Repeat all the records, precisely as given.
══════
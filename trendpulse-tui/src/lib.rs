/// TrendPulse - Shared Library
///
/// This library provides the pieces the `dashboard` binary is assembled from:
/// - Core data types for the payloads the trends server pushes and serves
/// - Client-side stores, reconciliation, and the event dispatch function
/// - Transport client for the push channel and the search/update endpoints
/// - Renderer and chart adapter mapping state snapshots to terminal widgets
pub mod shared;

// Re-export commonly used types for convenience
pub use shared::types::{
    ConnectedGreeting, DataUpdate, Post, SearchResponse, ServerMessage, SortKey, Trend,
    UpdateResponse, UpdateStatus, UpdateStatusKind,
};

pub use shared::state::{
    DEFAULT_KEYWORDS, DashboardEvent, DashboardState, DashboardStats, Effect, HISTORY_WINDOW,
    HistoryPoint, StatusLevel, StatusLine,
};

pub use shared::transport::{
    ApiClient, ClientCommand, ConnectionStatus, ServerEvent, SocketClient, SocketConfig,
    TransportError, parse_server_message,
};

pub use shared::{charts, render};
//! Document-to-relational replication.
//!
//! A cycle walks every collection of the source and, for each one:
//!
//! 1. loads the relation's columns into a [`SchemaCache`],
//! 2. reconciles the relation against a sample document,
//! 3. translates every document into a [`crate::db::Row`], adding columns for
//!    fields seen for the first time,
//! 4. upserts each row keyed on the document's `_id`.
//!
//! # Usage
//!
//! ```ignore
//! let scheduler = SyncScheduler::new(source, sink, SchedulerConfig::default());
//! let report = scheduler.run_cycle(&CancellationToken::new()).await?;
//! println!("{}", report);
//! ```

pub mod reconciler;
pub mod report;
pub mod scheduler;
pub mod translator;
pub mod writer;

pub use reconciler::{ReconcileOutcome, SchemaCache, SchemaLocks, SchemaReconciler};
pub use report::{CollectionReport, CycleReport, DocumentFailure, FailureKind, SchemaFailure};
pub use scheduler::{SchedulerConfig, SchedulerState, SyncScheduler, DEFAULT_POLL_INTERVAL};
pub use translator::Translator;
pub use writer::UpsertWriter;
══════
Answer space
filename trendpulse-tui/src/lib.rs
/// TrendPulse - Shared Library
///
/// This library provides the pieces the `dashboard` binary is assembled from:
/// - Core data types for the payloads the trends server pushes and serves
/// - Client-side stores, reconciliation, and the event dispatch function
/// - Transport client for the push channel and the search/update endpoints
/// - Renderer and chart adapter mapping state snapshots to terminal widgets
pub mod shared;

// Re-export commonly used types for convenience
pub use shared::types::{
    ConnectedGreeting, DataUpdate, Post, SearchResponse, ServerMessage, SortKey, Trend,
    UpdateResponse, UpdateStatus, UpdateStatusKind,
};

pub use shared::state::{
    DEFAULT_KEYWORDS, DashboardEvent, DashboardState, DashboardStats, Effect, HISTORY_WINDOW,
    HistoryPoint, StatusLevel, StatusLine,
};

pub use shared::transport::{
    ApiClient, ClientCommand, ConnectionStatus, ServerEvent, SocketClient, SocketConfig,
    TransportError, parse_server_message,
};

pub use shared::{charts, render};
//! Document-to-relational replication.
//!
//! A cycle walks every collection of the source and, for each one:
//!
//! 1. loads the relation's columns into a [`SchemaCache`],
//! 2. reconciles the relation against a sample document,
//! 3. translates every document into a [`crate::db::Row`], adding columns for
//!    fields seen for the first time,
//! 4. upserts each row keyed on the document's `_id`.
//!
//! # Usage
//!
//! ```ignore
//! let scheduler = SyncScheduler::new(source, sink, SchedulerConfig::default());
//! let report = scheduler.run_cycle(&CancellationToken::new()).await?;
//! println!("{}", report);
//! ```

pub mod reconciler;
pub mod report;
pub mod scheduler;
pub mod translator;
pub mod writer;

pub use reconciler::{ReconcileOutcome, SchemaCache, SchemaLocks, SchemaReconciler};
pub use report::{CollectionReport, CycleReport, DocumentFailure, FailureKind, SchemaFailure};
pub use scheduler::{SchedulerConfig, SchedulerState, SyncScheduler, DEFAULT_POLL_INTERVAL};
pub use translator::Translator;
pub use writer::UpsertWriter;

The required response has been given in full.